Aku menyantap hidanganku hingga habis, lalu menoleh ke sisi kiri, tempat duduk Pak Salamat Dahlan. Ia hanya menggenggam kotak makanannya tanpa menyentuhnya.

"Aku tidak makan nasi itu," katanya pelan. "Juga tidak buka apel."

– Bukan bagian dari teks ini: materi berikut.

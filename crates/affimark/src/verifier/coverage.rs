use serde::{Deserialize, Serialize};

use super::domain::{CategoryStats, CommissionData, ReputationData, ScrapedProductData};

/// Snapshot of which scoring inputs were backed by real data.
#[derive(Debug, Clone, Copy, PartialEq, Eq, Default, Serialize, Deserialize)]
#[serde(default)]
pub struct CoverageInput {
    pub has_product_page: bool,
    pub has_price: bool,
    pub has_rating: bool,
    pub review_count: u32,
    pub has_availability: bool,
    pub has_reputation_data: bool,
    pub reputation_source_count: u32,
    pub has_return_policy: bool,
    pub has_shipping_info: bool,
    pub has_affiliate_program: bool,
    pub has_commission_rate: bool,
    pub has_cookie_duration: bool,
    pub has_category_benchmark: bool,
}

impl CoverageInput {
    pub fn from_sources(
        product: Option<&ScrapedProductData>,
        reputation: Option<&ReputationData>,
        commission: Option<&CommissionData>,
        category_stats: Option<&CategoryStats>,
    ) -> Self {
        let product_page = product.filter(|product| product.page_found());
        let reputation = reputation.filter(|reputation| reputation.has_data());

        Self {
            has_product_page: product_page.is_some(),
            has_price: product_page.is_some_and(|product| product.price.is_some()),
            has_rating: product_page.is_some_and(|product| product.rating.is_some()),
            review_count: product_page
                .and_then(|product| product.review_count)
                .unwrap_or(0),
            has_availability: product_page.is_some_and(|product| {
                product.availability != super::domain::Availability::Unknown
            }),
            has_reputation_data: reputation.is_some(),
            reputation_source_count: reputation
                .map(|reputation| reputation.sources.len() as u32)
                .unwrap_or(0),
            has_return_policy: product_page.is_some_and(|product| product.has_return_policy),
            has_shipping_info: product_page.is_some_and(|product| product.has_shipping_info),
            has_affiliate_program: commission.is_some_and(CommissionData::program_found),
            has_commission_rate: commission.is_some_and(CommissionData::has_rate),
            has_cookie_duration: commission.is_some_and(|terms| terms.cookie_days.is_some()),
            has_category_benchmark: category_stats.is_some(),
        }
    }
}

Ia memilih makan roti yang sebelumnya dibagikan di bus dari hotel menuju bandara. Beberapa saat kemudian, pramugari meletakkan secangkir teh hangat di hadapanku. Aku meminumnya, lalu menyodorkannya padanya.

"Minumlah, Pak," ujarku.

"Aku tak mau kopi," jawabnya.

"Ini teh, lihatlah," kataku.

Pak Salamat mendekatkan cangkir itu ke matanya, lalu meminumnya perlahan. Aku tersenyum, mengingat bagaimana penglihatannya sudah mulai berkurang seiring bertambahnya usia.

Hidup dalam Kesederhanaan

Pak Salamat berasal dari Nagari Pagambiran, Pasaman. Sehari-hari, ia bekerja di kebun, menakik getah karet. Ia memiliki beberapa pohon durian, tetapi ia tidak pernah menikmatinya. Semua hasil kebunnya ia jual.

"Aku makan nasi, lah," katanya

Namun, ia tidak minum kopi, tidak minum teh, tidak merokok, dan tidak pernah menyentuh makanan yang dianggapnya “enak” seperti sate, ketupat sayur, atau durian.

Kesederhanaannya adalah bagian dari hidupnya. Tidak ada kemewahan, tidak ada keinginan berlebihan. Namun, Allah subhanahu wata’ala menakdirkannya berangkat ke Tanah Suci, sesuatu yang tidak pernah ia bayangkan sebelumnya.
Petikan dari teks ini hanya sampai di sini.